The polyhydric alcohol is a compound having two or more alcoholic hydroxyl groups in one molecule, and examples thereof include ethylene glycol, diethylene glycol, propylene glycol, butanediol, 1,6-hexanediol, pentanediol and 2,2. -Dimethylpropanediol, glycerin, trimethylolpropane, pentaerythritol and the like. A polybasic acid is a compound having two or more carboxyl groups in one molecule, such as phthalic acid, isophthalic acid, tetrahydrophthalic acid,
Hexahydrophthalic acid, maleic acid, succinic acid, adipic acid, sebacic acid, trimellitic acid, pyromellitic acid,
These anhydrides etc. are mentioned. Furthermore, in the esterification reaction of these polyhydric alcohol and polybasic acid, a monohydric alcohol or a monoepoxy compound having a glycidyl group is used as a part of the alcohol component and / or a part of the acid component, if necessary. As the base, a monobasic acid such as benzoic acid or t-butylbenzoic acid can be used. Also,
Polyester resin is castor oil, tung oil, safflower oil,
Polyester resins modified with oil components such as soybean oil, linseed oil, tall oil, coconut oil or their fatty acids are also included. These polyester resins are generally 500 to 10
It can have a number average molecular weight in the range of 000.

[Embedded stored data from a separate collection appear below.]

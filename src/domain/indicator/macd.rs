//! MACD (Moving Average Convergence Divergence) indicator.
//!
//! MACD Line = EMA(fast) - EMA(slow)
//! Signal Line = EMA(signal) of the defined part of the MACD Line
//! Histogram = MACD Line - Signal Line
//!
//! Default parameters: fast=12, slow=26, signal=9
//! Warmup: MACD line from slow - 1, signal and histogram from
//! slow - 1 + signal - 1.

use crate::domain::error::TiercastError;
use crate::domain::indicator::calculate_ema;

pub const DEFAULT_FAST: usize = 12;
pub const DEFAULT_SLOW: usize = 26;
pub const DEFAULT_SIGNAL: usize = 9;

#[derive(Debug, Clone, PartialEq)]
pub struct MacdOutput {
    pub macd: Vec<Option<f64>>,
    pub signal: Vec<Option<f64>>,
    pub histogram: Vec<Option<f64>>,
}

pub(crate) fn check_fast_slow(fast: usize, slow: usize) -> Result<(), TiercastError> {
    if fast >= slow {
        return Err(TiercastError::invalid_parameter(
            "fast_period",
            format!("fast period {} must be below slow period {}", fast, slow),
        ));
    }
    Ok(())
}

pub fn calculate_macd(
    closes: &[f64],
    fast: usize,
    slow: usize,
    signal_period: usize,
) -> Result<MacdOutput, TiercastError> {
    check_fast_slow(fast, slow)?;
    if signal_period == 0 {
        return Err(TiercastError::invalid_parameter(
            "signal_period",
            "must be at least 1",
        ));
    }

    let ema_fast = calculate_ema(closes, fast)?;
    let ema_slow = calculate_ema(closes, slow)?;

    let macd: Vec<Option<f64>> = ema_fast
        .iter()
        .zip(ema_slow.iter())
        .map(|(f, s)| match (f, s) {
            (Some(f), Some(s)) => Some(f - s),
            _ => None,
        })
        .collect();

    let macd_warmup = slow - 1;
    let defined: Vec<f64> = macd[macd_warmup..].iter().flatten().copied().collect();
    if signal_period > defined.len() {
        return Err(TiercastError::invalid_parameter(
            "signal_period",
            format!(
                "{} exceeds the {} defined MACD values",
                signal_period,
                defined.len()
            ),
        ));
    }

    let mut signal = vec![None; macd_warmup];
    signal.extend(calculate_ema(&defined, signal_period)?);

    let histogram = macd
        .iter()
        .zip(signal.iter())
        .map(|(m, s)| match (m, s) {
            (Some(m), Some(s)) => Some(m - s),
            _ => None,
        })
        .collect();

    Ok(MacdOutput {
        macd,
        signal,
        histogram,
    })
}
//! Deterministic synthetic dataset, used when no dataset file exists.
//!
//! Each symbol follows a seeded random walk over the weekdays of a fixed
//! window ending yesterday. The same seed and the same `today` always yield
//! the same bars.

use crate::domain::ohlcv::PriceBar;
use chrono::{Datelike, Days, NaiveDate, Weekday};
use rand::rngs::StdRng;
use rand::{Rng, SeedableRng};

pub const DEFAULT_SEED: u64 = 42;
pub const DEFAULT_DAYS: u32 = 1095;

/// Symbols and their starting prices.
pub const SYMBOLS: [(&str, f64); 10] = [
    ("AAPL", 150.0),
    ("GOOGL", 2800.0),
    ("MSFT", 330.0),
    ("TSLA", 200.0),
    ("AMZN", 3300.0),
    ("META", 350.0),
    ("NVDA", 250.0),
    ("JPM", 140.0),
    ("JNJ", 160.0),
    ("V", 220.0),
];

#[derive(Debug, Clone, Copy, PartialEq, Eq)]
pub struct SyntheticConfig {
    pub seed: u64,
    pub days: u32,
}

impl Default for SyntheticConfig {
    fn default() -> Self {
        Self {
            seed: DEFAULT_SEED,
            days: DEFAULT_DAYS,
        }
    }
}

/// Weekdays in `[today - days, today - 1]`.
pub fn trading_days(today: NaiveDate, days: u32) -> Vec<NaiveDate> {
    let Some(start) = today.checked_sub_days(Days::new(u64::from(days))) else {
        return Vec::new();
    };
    start
        .iter_days()
        .take_while(|d| *d < today)
        .filter(|d| !matches!(d.weekday(), Weekday::Sat | Weekday::Sun))
        .collect()
}

pub fn generate(today: NaiveDate, config: SyntheticConfig) -> Vec<PriceBar> {
    let dates = trading_days(today, config.days);
    let mut bars = Vec::with_capacity(dates.len() * SYMBOLS.len());

    for (index, (symbol, base_price)) in SYMBOLS.iter().enumerate() {
        let mut rng = StdRng::seed_from_u64(symbol_seed(config.seed, index));
        let mut prev_close = *base_price;

        for (i, &date) in dates.iter().enumerate() {
            let open = if i == 0 {
                *base_price
            } else {
                let trend = rng.gen_range(-0.002..0.003);
                let volatility = rng.gen_range(-0.05..0.05);
                (prev_close * (1.0 + trend + volatility)).max(1.0)
            };

            let daily_vol: f64 = rng.gen_range(0.01..0.04);
            let close_change = rng.gen_range(-daily_vol / 2.0..daily_vol / 2.0);
            let close = (open * (1.0 + close_change)).max(1.0);
            let high = open.max(close) * (1.0 + rng.gen_range(0.0..daily_vol));
            let low = open.min(close) * (1.0 - rng.gen_range(0.0..daily_vol));

            let base_volume = rng.gen_range(500_000u64..=5_000_000);
            let volume_multiplier = rng.gen_range(0.5..2.0);
            let volume = (base_volume as f64 * volume_multiplier) as u64;

            let open = round_cents(open);
            let close = round_cents(close);
            let bar = PriceBar {
                symbol: symbol.to_string(),
                date,
                open,
                high: round_cents(high).max(open.max(close)),
                low: round_cents(low).min(open.min(close)),
                close,
                volume,
            };
            prev_close = bar.close;
            bars.push(bar);
        }
    }

    bars
}

fn symbol_seed(seed: u64, index: usize) -> u64 {
    seed.wrapping_add((index as u64 + 1).wrapping_mul(0x9E37_79B9_7F4A_7C15))
}

fn round_cents(value: f64) -> f64 {
    (value * 100.0).round() / 100.0
}

#[cfg(test)]
mod tests {
    use super::*;

    fn today() -> NaiveDate {
        // a Monday
        NaiveDate::from_ymd_opt(2025, 6, 30).unwrap()
    }

    #[test]
    fn trading_days_skip_weekends_and_today() {
        let days = trading_days(today(), 7);
        // 2025-06-23 (Mon) ..= 2025-06-29 (Sun) → five weekdays
        assert_eq!(days.len(), 5);
        assert_eq!(days[0], NaiveDate::from_ymd_opt(2025, 6, 23).unwrap());
        assert_eq!(days[4], NaiveDate::from_ymd_opt(2025, 6, 27).unwrap());
        assert!(!days.contains(&today()));
    }

    #[test]
    fn generate_is_deterministic() {
        let config = SyntheticConfig { seed: 7, days: 60 };
        assert_eq!(generate(today(), config), generate(today(), config));
    }

    #[test]
    fn different_seed_changes_data() {
        let a = generate(today(), SyntheticConfig { seed: 1, days: 60 });
        let b = generate(today(), SyntheticConfig { seed: 2, days: 60 });
        assert_ne!(a, b);
    }

    #[test]
    fn every_symbol_covers_every_day() {
        let config = SyntheticConfig { seed: 42, days: 30 };
        let bars = generate(today(), config);
        let days = trading_days(today(), 30);
        assert_eq!(bars.len(), days.len() * SYMBOLS.len());

        for (symbol, base) in SYMBOLS {
            let series: Vec<_> = bars.iter().filter(|b| b.symbol == symbol).collect();
            assert_eq!(series.len(), days.len());
            assert!((series[0].open - base).abs() < f64::EPSILON);
        }
    }

    #[test]
    fn bars_satisfy_load_invariants() {
        let bars = generate(today(), SyntheticConfig::default());
        for bar in &bars {
            assert!(bar.check().is_ok(), "{:?}", bar);
            assert!(bar.high >= bar.open && bar.high >= bar.close);
            assert!(bar.low <= bar.open && bar.low <= bar.close);
            assert!((500_000 / 2..=10_000_000).contains(&bar.volume));
        }
    }
}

The thermosetting polyester resin (B) is 2
-200 mgKOH / g, preferably 3-70 mgKO
It can have an acid number in the range of H / g. Further, the thermosetting polyester resin (B) is 10 to 200 mg.
It may have a hydroxyl value in the range of KOH / g, preferably 20-120 mg KOH / g. Curing agent (C): The curing agent (C) is the acrylic resin (A).
It is a curing agent having a functional group capable of reacting with the crosslinkable functional group of. The curing agent (C) can also react with the functional group contained in the polyester resin (B). As the curing agent (C), for example, one or more selected from amino resins, polyisocyanate compounds, blocked polyisocyanate compounds and polycarboxylic acid compounds are preferably used. The amino resin reacts with the base resin by heating to form a three-dimensional cured coating film. Examples of the amino resin include a methylolated amino resin obtained by the reaction of an aldehyde with an amino component such as melamine, urea, benzoguanamine, acetoguanamine, steroganamin, spiroguanamine, and dicyandiamide. Examples of the aldehyde include formaldehyde, paraformaldehyde, acetaldehyde, benzaldehyde and the like. Further, the methylolated amino resin which is etherified with a suitable alcohol can also be used, and examples of the alcohol used for the etherification include methyl alcohol, ethyl alcohol, n-propyl alcohol and i-
Examples include propyl alcohol, n-butyl alcohol, i-butyl alcohol, 2-ethylbutanol, 2-ethylhexanol and the like. As the amino resin, a methylolated melamine resin in which at least a part of a methylol group is alkyl etherified is preferable.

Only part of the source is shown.